Implementing a prompt that instructed GPT/LLM to produce a simplified answer to the prostate cancer question successfully improved the objective readability metrics. Future GPT/LLM-powered medical chatbots should focus not just on the accuracy of their information, but also on the method of delivery to the public [39], ensuring clear understanding. A similar outcome was recently demonstrated while attempting to utilize ChatGPT to produce more readable layperson summaries of scientific abstracts [14]. The FKG indicator is a surrogate for grade-level readability, and the original ChatGPT responses were at best written at a post-secondary grade level. This is higher than the 6th grade level, the recommended standard for patient medical education [40]. With an average FKG readability score of 7.4 for the simplified outputs, the prompt used in this study demonstrates a fast and easy way to make medical information more readable for the public.
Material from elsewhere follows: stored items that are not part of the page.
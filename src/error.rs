use thiserror::Error;

/// Why an inbound payload could not be treated as a request.
#[derive(Debug, Error, PartialEq)]
pub enum DecodeError {
    #[error("payload is not valid json: {0}")]
    Syntax(String),

    #[error("payload is not a json object")]
    NotAnObject,

    #[error("cannot find id")]
    MissingId,

    #[error("cannot find method")]
    MissingMethod,
}

#[derive(Debug, Error, Clone, PartialEq)]
pub enum TransportError {
    #[error("connection refused by broker {uri}")]
    ConnectionRefused { uri: String },

    #[error("client is not connected")]
    NotConnected,

    #[error("invalid topic: {topic:?}")]
    InvalidTopic { topic: String },

    #[error("not subscribed to {topic}")]
    NotSubscribed { topic: String },

    #[error("unsupported broker uri {uri:?}")]
    InvalidUri { uri: String },

    #[error("payload of {size} bytes exceeds the {limit} byte buffer")]
    PayloadTooLarge { size: usize, limit: usize },

    #[error("transport failure: {0}")]
    Other(String),
}

#[derive(Debug, Error)]
pub enum EngineError {
    #[error("no peer connection")]
    NoPeerConnection,

    #[error("a peer connection is already negotiating")]
    AlreadyNegotiating,

    #[error("local description unavailable")]
    NoLocalDescription,

    #[error("invalid session description: {0}")]
    InvalidDescription(String),

    #[error(transparent)]
    WebRtc(#[from] webrtc::Error),
}

#[derive(Debug, Error)]
pub enum ConfigError {
    #[error("failed to read config file: {0}")]
    Io(#[from] std::io::Error),

    #[error("failed to parse config: {0}")]
    Parse(#[from] toml::de::Error),

    #[error("invalid config: {0}")]
    Invalid(String),
}

/// Errors surfaced by channel setup and teardown. Request handling never returns these;
/// it logs and degrades to "no reply" instead.
#[derive(Debug, Error)]
pub enum SignalingError {
    #[error(transparent)]
    Config(#[from] ConfigError),

    #[error(transparent)]
    Transport(#[from] TransportError),

    #[error(transparent)]
    Engine(#[from] EngineError),

    #[error("signaling loop has already stopped")]
    Stopped,
}

pub type Result<T, E = SignalingError> = std::result::Result<T, E>;
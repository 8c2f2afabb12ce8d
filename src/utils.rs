use crate::peer::types::{IceServerConfig, IceServerKind};
use rand::Rng;

/// Topics a device listens and answers on.
#[derive(Debug, Clone, PartialEq, Eq)]
pub struct ChannelTopics {
    pub subscribe: String,
    pub publish: String,
}

impl ChannelTopics {
    pub fn for_device(device_id: &str) -> Self {
        Self {
            subscribe: format!("webrtc/{device_id}/jsonrpc"),
            publish: format!("webrtc/{device_id}/jsonrpc-reply"),
        }
    }
}

/// `<prefix>-<mac as 12 lowercase hex digits>`, the id devices advertise themselves with.
pub fn device_id_from_mac(prefix: &str, mac: [u8; 6]) -> String {
    format!("{prefix}-{}", hex::encode(mac))
}

pub fn random_device_id(prefix: &str) -> String {
    format!("{prefix}-{}", hex::encode(rand::rng().random::<[u8; 6]>()))
}

// Adds the scheme to an ICE server url when it is missing
pub fn add_ice_url_scheme(config: &IceServerConfig) -> String {
    if config.url.starts_with("turn:")
        || config.url.starts_with("turns:")
        || config.url.starts_with("stun:")
        || config.url.starts_with("stuns:")
    {
        config.url.clone()
    } else {
        let scheme = match config.kind {
            IceServerKind::Turn => "turn:",
            IceServerKind::Stun => "stun:",
        };
        format!("{}{}", scheme, config.url)
    }
}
To create actionable and comparable evaluations of LLM performance in this use case, it is crucial to evaluate the accuracy of ChatGPT outputs through assessments conducted by both physicians and patients [9, 29]. In the context of patient education, urologists assessed the quality of ChatGPT responses with a focus on accuracy, completeness, and clarity. The initial ChatGPT outputs received high ratings in these three areas. However, it is worth noting that unanimous agreement on output quality was not achieved, as ChatGPT does not address all the nuanced medical aspects of each question, which could be better addressed by an expert urologist [41]. This outcome underscores the quality of ChatGPT responses as they pertain to what a typical user from the public might encounter when posing a question to ChatGPT.
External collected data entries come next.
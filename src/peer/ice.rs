use parking_lot::Mutex;
use std::sync::Arc;
use tracing::{debug, info, warn};
use webrtc::ice_transport::ice_candidate::RTCIceCandidate;
use webrtc::peer_connection::RTCPeerConnection;

/// Counts of gathered local candidates by type
#[derive(Debug, Default, Clone, Copy, PartialEq, Eq)]
pub struct CandidateSummary {
    pub host: usize,
    pub srflx: usize,
    pub relay: usize,
}

pub fn analyze_candidates(candidates: &[String]) -> CandidateSummary {
    let mut summary = CandidateSummary::default();
    for candidate in candidates {
        if candidate.contains("typ host") {
            summary.host += 1;
        } else if candidate.contains("typ srflx") {
            summary.srflx += 1;
        } else if candidate.contains("typ relay") {
            summary.relay += 1;
        }
    }
    summary
}

fn dump_candidate(cand: &RTCIceCandidate) -> Option<String> {
    let init = cand.to_json().ok()?;
    debug!(
        "local candidate={} sdp_mid={:?} sdp_mline_index={:?}",
        init.candidate, init.sdp_mid, init.sdp_mline_index
    );
    Some(init.candidate)
}

/// Trace local candidates as they are gathered and summarise them once gathering ends.
///
/// Candidates are not signaled individually; they reach the peer inside the final local
/// description.
pub fn watch_gathering(pc: &Arc<RTCPeerConnection>) {
    let gathered: Arc<Mutex<Vec<String>>> = Arc::default();

    pc.on_ice_candidate(Box::new(move |cand: Option<RTCIceCandidate>| {
        match cand {
            Some(c) => {
                if let Some(line) = dump_candidate(&c) {
                    gathered.lock().push(line);
                }
            }
            None => {
                let summary = analyze_candidates(&gathered.lock());
                info!(
                    "ICE gathering finished: {} host, {} srflx, {} relay",
                    summary.host, summary.srflx, summary.relay
                );
                if summary.srflx == 0 && summary.relay == 0 {
                    warn!("no server reflexive or relay candidates, peers behind NAT may fail");
                }
            }
        }
        Box::pin(async {})
    }));

    pc.on_ice_gathering_state_change(Box::new(move |state| {
        debug!("ICE gathering state changed to: {state:?}");
        Box::pin(async {})
    }));
}
use std::sync::atomic::{AtomicBool, Ordering};
use std::sync::Arc;
use tracing::{debug, info};
use webrtc::data_channel::data_channel_message::DataChannelMessage;
use webrtc::data_channel::RTCDataChannel;

/// Whether the negotiated data channel is currently open
#[derive(Debug, Default)]
pub struct DataChannelStatus {
    opened: AtomicBool,
}

impl DataChannelStatus {
    pub fn is_open(&self) -> bool {
        self.opened.load(Ordering::Acquire)
    }

    pub fn set_open(&self, open: bool) {
        self.opened.store(open, Ordering::Release);
    }
}

pub fn describe_message(msg: &DataChannelMessage) -> String {
    if msg.is_string {
        format!("{:?}", String::from_utf8_lossy(&msg.data))
    } else {
        format!("{} bytes", msg.data.len())
    }
}

/// Common data-channel handlers
pub fn attach_dc(dc: &Arc<RTCDataChannel>, status: Arc<DataChannelStatus>) {
    let label = dc.label().to_owned();
    status.set_open(false);

    let on_open = status.clone();
    let open_label = label.clone();
    dc.on_open(Box::new(move || {
        info!("data channel {open_label} opened");
        on_open.set_open(true);
        Box::pin(async {})
    }));

    let message_label = label.clone();
    dc.on_message(Box::new(move |msg: DataChannelMessage| {
        debug!("data channel {message_label} message: {}", describe_message(&msg));
        Box::pin(async {})
    }));

    dc.on_close(Box::new(move || {
        info!("data channel {label} closed");
        status.set_open(false);
        Box::pin(async {})
    }));
}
A subsequent aim of this study revolved around the potential for ChatGPT to generate contents that are more user-friendly for patients, while maintaining accuracy and necessary information. It is important to acknowledge that this methodology may not precisely mirror real-world patient digital literacy, as future studies are required to understand the users’ role in interpreting AI-generated medical data [42]. Nonetheless, this exercise serves as a valuable step in exploring the capabilities of LLMs in producing medical content that is safe and optimal for patients [38]. Respondents from a crowdsourcing marketplace rated the simplified outputs as clear, although they less frequently exhibited a complete and accurate understanding of the content. This outcome demonstrated that despite scientific concerns that readability metrics of ChatGPT outputs are incompatible with health literacy standards, successful efforts can be made to enhance the information intended for patient consumption.
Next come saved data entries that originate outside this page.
//! MQTT broker connection on `rumqttc`.
//!
//! The client speaks 3.1.1 or 5 depending on [`BrokerConfig::protocol`]. Its event loop runs on
//! a spawned task; unless `auto_reconnect` is set, the first connection error ends it and the
//! caller has to join again.

use super::{validate_topic, PubSubClient, TransportEvent};
use crate::config::{BrokerConfig, MqttProtocol};
use crate::error::TransportError;
use crate::utils::random_device_id;
use async_trait::async_trait;
use bytes::Bytes;
use parking_lot::Mutex;
use std::collections::VecDeque;
use std::sync::atomic::{AtomicBool, Ordering};
use std::sync::Arc;
use std::time::Duration;
use tokio::sync::mpsc;
use tokio::task::JoinHandle;
use tracing::{debug, info, warn};

pub const DEFAULT_PORT: u16 = 1883;
const CLIENT_ID_PREFIX: &str = "peer-signaling";
const REQUEST_CAPACITY: usize = 16;
const CONNACK_TIMEOUT: Duration = Duration::from_secs(10);
const DISCONNECT_GRACE: Duration = Duration::from_secs(1);
const RECONNECT_DELAY: Duration = Duration::from_secs(1);

/// Everything the broker connection is opened with, resolved from a [`BrokerConfig`].
#[derive(Debug, Clone, PartialEq)]
pub struct ConnectOptions {
    pub host: String,
    pub port: u16,
    pub client_id: String,
    pub protocol: MqttProtocol,
    pub keepalive: Duration,
    pub clean_session: bool,
    /// Largest packet sent or accepted.
    pub max_packet_size: usize,
    pub credentials: Option<(String, String)>,
    pub auto_reconnect: bool,
}

impl ConnectOptions {
    pub fn from_config(config: &BrokerConfig) -> Result<Self, TransportError> {
        let (host, port) = parse_uri(&config.uri)?;
        let client_id = config
            .client_id
            .clone()
            .unwrap_or_else(|| random_device_id(CLIENT_ID_PREFIX));
        let credentials = config
            .username
            .clone()
            .map(|user| (user, config.password.clone().unwrap_or_default()));

        Ok(Self {
            host,
            port,
            client_id,
            protocol: config.protocol,
            keepalive: config.keepalive(),
            clean_session: config.clean_session,
            max_packet_size: config.buffer_size,
            credentials,
            auto_reconnect: config.auto_reconnect,
        })
    }

    pub fn v311(&self) -> rumqttc::MqttOptions {
        let mut options =
            rumqttc::MqttOptions::new(self.client_id.clone(), self.host.clone(), self.port);
        options
            .set_keep_alive(self.keepalive)
            .set_clean_session(self.clean_session)
            .set_max_packet_size(self.max_packet_size, self.max_packet_size);
        if let Some((user, password)) = &self.credentials {
            options.set_credentials(user.clone(), password.clone());
        }
        options
    }

    pub fn v5(&self) -> rumqttc::v5::MqttOptions {
        let mut options =
            rumqttc::v5::MqttOptions::new(self.client_id.clone(), self.host.clone(), self.port);
        options
            .set_keep_alive(self.keepalive)
            .set_clean_start(self.clean_session)
            .set_max_packet_size(Some(u32::try_from(self.max_packet_size).unwrap_or(u32::MAX)));
        if let Some((user, password)) = &self.credentials {
            options.set_credentials(user.clone(), password.clone());
        }
        options
    }
}

/// `mqtt://host[:port]` or `tcp://host[:port]`.
fn parse_uri(uri: &str) -> Result<(String, u16), TransportError> {
    let invalid = || TransportError::InvalidUri {
        uri: uri.to_owned(),
    };
    let rest = uri
        .strip_prefix("mqtt://")
        .or_else(|| uri.strip_prefix("tcp://"))
        .ok_or_else(invalid)?;
    let authority = rest.split('/').next().unwrap_or_default();
    let (host, port) = match authority.rsplit_once(':') {
        Some((host, port)) => (host, port.parse::<u16>().map_err(|_| invalid())?),
        None => (authority, DEFAULT_PORT),
    };
    if host.is_empty() {
        return Err(invalid());
    }
    Ok((host.to_owned(), port))
}

fn ensure_fits(size: usize, limit: usize) -> Result<(), TransportError> {
    if size > limit {
        return Err(TransportError::PayloadTooLarge { size, limit });
    }
    Ok(())
}

fn client_error(e: impl std::fmt::Display) -> TransportError {
    TransportError::Other(e.to_string())
}

/// Topics of in-flight (un)subscribe requests. Acks carry only a packet id and the broker
/// answers in request order, so the oldest entry names the acknowledged topic.
#[derive(Default)]
struct AckQueue {
    subscribes: Mutex<VecDeque<String>>,
    unsubscribes: Mutex<VecDeque<String>>,
}

impl AckQueue {
    fn subscribed(&self) -> TransportEvent {
        TransportEvent::Subscribed(self.subscribes.lock().pop_front().unwrap_or_default())
    }

    fn unsubscribed(&self) -> TransportEvent {
        TransportEvent::Unsubscribed(self.unsubscribes.lock().pop_front().unwrap_or_default())
    }

    fn clear(&self) {
        self.subscribes.lock().clear();
        self.unsubscribes.lock().clear();
    }
}

/// One protocol version's event loop, reduced to the events the session consumes.
#[async_trait]
trait EventSource: Send + 'static {
    /// `Ok(None)` for traffic nobody upstream cares about.
    async fn next_event(&mut self, acks: &AckQueue) -> Result<Option<TransportEvent>, String>;
}

#[async_trait]
impl EventSource for rumqttc::EventLoop {
    async fn next_event(&mut self, acks: &AckQueue) -> Result<Option<TransportEvent>, String> {
        use rumqttc::{Event, Packet};

        let packet = match self.poll().await.map_err(|e| e.to_string())? {
            Event::Incoming(packet) => packet,
            Event::Outgoing(_) => return Ok(None),
        };
        Ok(match packet {
            Packet::ConnAck(_) => Some(TransportEvent::Connected),
            Packet::Publish(publish) => Some(TransportEvent::Message {
                topic: publish.topic,
                payload: publish.payload,
            }),
            Packet::SubAck(_) => Some(acks.subscribed()),
            Packet::UnsubAck(_) => Some(acks.unsubscribed()),
            Packet::Disconnect => Some(TransportEvent::Disconnected),
            _ => None,
        })
    }
}

#[async_trait]
impl EventSource for rumqttc::v5::EventLoop {
    async fn next_event(&mut self, acks: &AckQueue) -> Result<Option<TransportEvent>, String> {
        use rumqttc::v5::mqttbytes::v5::Packet;
        use rumqttc::v5::Event;

        let packet = match self.poll().await.map_err(|e| e.to_string())? {
            Event::Incoming(packet) => packet,
            Event::Outgoing(_) => return Ok(None),
        };
        Ok(match packet {
            Packet::ConnAck(_) => Some(TransportEvent::Connected),
            Packet::Publish(publish) => Some(TransportEvent::Message {
                topic: String::from_utf8_lossy(&publish.topic).into_owned(),
                payload: publish.payload,
            }),
            Packet::SubAck(_) => Some(acks.subscribed()),
            Packet::UnsubAck(_) => Some(acks.unsubscribed()),
            Packet::Disconnect(_) => Some(TransportEvent::Disconnected),
            _ => None,
        })
    }
}

async fn await_connack<S: EventSource>(source: &mut S, acks: &AckQueue) -> Result<(), String> {
    let wait = async {
        loop {
            if let Some(TransportEvent::Connected) = source.next_event(acks).await? {
                return Ok::<(), String>(());
            }
        }
    };
    tokio::time::timeout(CONNACK_TIMEOUT, wait)
        .await
        .map_err(|_| "timed out waiting for CONNACK".to_string())?
}

async fn drive<S: EventSource>(
    mut source: S,
    events: mpsc::UnboundedSender<TransportEvent>,
    acks: Arc<AckQueue>,
    closing: Arc<AtomicBool>,
    auto_reconnect: bool,
) {
    loop {
        match source.next_event(&acks).await {
            Ok(Some(event)) => {
                if events.send(event).is_err() {
                    break;
                }
            }
            Ok(None) => {}
            Err(_) if closing.load(Ordering::Acquire) => break,
            Err(e) => {
                warn!("MQTT connection error: {e}");
                let _ = events.send(TransportEvent::Error(e));
                let _ = events.send(TransportEvent::Disconnected);
                if !auto_reconnect {
                    break;
                }
                acks.clear();
                tokio::time::sleep(RECONNECT_DELAY).await;
            }
        }
    }
    debug!("MQTT event loop stopped");
}

#[derive(Clone)]
enum Client {
    V311(rumqttc::AsyncClient),
    V5(rumqttc::v5::AsyncClient),
}

impl Client {
    async fn subscribe(&self, topic: &str) -> Result<(), TransportError> {
        match self {
            Self::V311(c) => c
                .subscribe(topic, rumqttc::QoS::AtMostOnce)
                .await
                .map_err(client_error),
            Self::V5(c) => c
                .subscribe(topic, rumqttc::v5::mqttbytes::QoS::AtMostOnce)
                .await
                .map_err(client_error),
        }
    }

    async fn unsubscribe(&self, topic: &str) -> Result<(), TransportError> {
        match self {
            Self::V311(c) => c.unsubscribe(topic).await.map_err(client_error),
            Self::V5(c) => c.unsubscribe(topic).await.map_err(client_error),
        }
    }

    async fn publish(&self, topic: &str, payload: Vec<u8>) -> Result<(), TransportError> {
        match self {
            Self::V311(c) => c
                .publish(topic, rumqttc::QoS::AtMostOnce, false, payload)
                .await
                .map_err(client_error),
            Self::V5(c) => c
                .publish(topic, rumqttc::v5::mqttbytes::QoS::AtMostOnce, false, payload)
                .await
                .map_err(client_error),
        }
    }

    async fn disconnect(&self) -> Result<(), TransportError> {
        match self {
            Self::V311(c) => c.disconnect().await.map_err(client_error),
            Self::V5(c) => c.disconnect().await.map_err(client_error),
        }
    }
}

struct Connection {
    client: Client,
    max_packet_size: usize,
    acks: Arc<AckQueue>,
    closing: Arc<AtomicBool>,
    driver: JoinHandle<()>,
}

/// [`PubSubClient`] talking to a real MQTT broker.
#[derive(Default)]
pub struct MqttClient {
    connection: Mutex<Option<Connection>>,
}

impl MqttClient {
    pub fn new() -> Self {
        Self::default()
    }

    fn handle(&self) -> Result<(Client, usize, Arc<AckQueue>), TransportError> {
        self.connection
            .lock()
            .as_ref()
            .map(|c| (c.client.clone(), c.max_packet_size, c.acks.clone()))
            .ok_or(TransportError::NotConnected)
    }
}

#[async_trait]
impl PubSubClient for MqttClient {
    async fn connect(
        &self,
        config: &BrokerConfig,
    ) -> Result<mpsc::UnboundedReceiver<TransportEvent>, TransportError> {
        let options = ConnectOptions::from_config(config)?;
        if let Some(old) = self.connection.lock().take() {
            old.closing.store(true, Ordering::Release);
            old.driver.abort();
        }

        let refused = |reason: String| {
            warn!("broker {} refused connection: {reason}", config.uri);
            TransportError::ConnectionRefused {
                uri: config.uri.clone(),
            }
        };
        let (tx, rx) = mpsc::unbounded_channel();
        let acks = Arc::new(AckQueue::default());
        let closing = Arc::new(AtomicBool::new(false));

        let (client, driver) = match options.protocol {
            MqttProtocol::V311 => {
                let (client, mut eventloop) =
                    rumqttc::AsyncClient::new(options.v311(), REQUEST_CAPACITY);
                await_connack(&mut eventloop, &acks).await.map_err(refused)?;
                let _ = tx.send(TransportEvent::Connected);
                let driver = tokio::spawn(drive(
                    eventloop,
                    tx,
                    acks.clone(),
                    closing.clone(),
                    options.auto_reconnect,
                ));
                (Client::V311(client), driver)
            }
            MqttProtocol::V5 => {
                let (client, mut eventloop) =
                    rumqttc::v5::AsyncClient::new(options.v5(), REQUEST_CAPACITY);
                await_connack(&mut eventloop, &acks).await.map_err(refused)?;
                let _ = tx.send(TransportEvent::Connected);
                let driver = tokio::spawn(drive(
                    eventloop,
                    tx,
                    acks.clone(),
                    closing.clone(),
                    options.auto_reconnect,
                ));
                (Client::V5(client), driver)
            }
        };

        info!(
            "connected to {}:{} as {}",
            options.host, options.port, options.client_id
        );
        *self.connection.lock() = Some(Connection {
            client,
            max_packet_size: options.max_packet_size,
            acks,
            closing,
            driver,
        });
        Ok(rx)
    }

    async fn subscribe(&self, topic: &str) -> Result<(), TransportError> {
        let (client, _, acks) = self.handle()?;
        acks.subscribes.lock().push_back(topic.to_owned());
        let result = client.subscribe(topic).await;
        if result.is_err() {
            acks.subscribes.lock().pop_back();
        }
        result
    }

    async fn unsubscribe(&self, topic: &str) -> Result<(), TransportError> {
        let (client, _, acks) = self.handle()?;
        acks.unsubscribes.lock().push_back(topic.to_owned());
        let result = client.unsubscribe(topic).await;
        if result.is_err() {
            acks.unsubscribes.lock().pop_back();
        }
        result
    }

    async fn publish(&self, topic: &str, payload: Bytes) -> Result<(), TransportError> {
        validate_topic(topic)?;
        let (client, limit, _) = self.handle()?;
        ensure_fits(payload.len(), limit)?;
        client.publish(topic, payload.to_vec()).await
    }

    async fn disconnect(&self) -> Result<(), TransportError> {
        let connection = self
            .connection
            .lock()
            .take()
            .ok_or(TransportError::NotConnected)?;
        connection.closing.store(true, Ordering::Release);
        let result = connection.client.disconnect().await;

        let mut driver = connection.driver;
        if tokio::time::timeout(DISCONNECT_GRACE, &mut driver).await.is_err() {
            driver.abort();
        }
        result
    }
}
The results of the present study concur with previous urological studies that LLMs may excel at specific tasks in their current form while performing less well at others [17, 43]. For example, herein we demonstrated less accurate outputs for questions specifically related to PCa diagnosis and treatment compared to follow-up. It is germane to highlight here that OpenAI, the developer of ChatGPT, has made it clear on their website that “[..] OpenAI’s models are not fine-tuned to provide medical information. You should never use our models to provide diagnostic or treatment services for serious medical conditions [44].” This cautionary note, coupled with the fact that the study results did not exhibit 100% accuracy in ChatGPT’s outputs, suggests that this technology may not yet be fully reliable for patient education. Further investigations using MedPalm2 [45], specifically designed for medical knowledge, or GPTs trained with specific medical information are needed.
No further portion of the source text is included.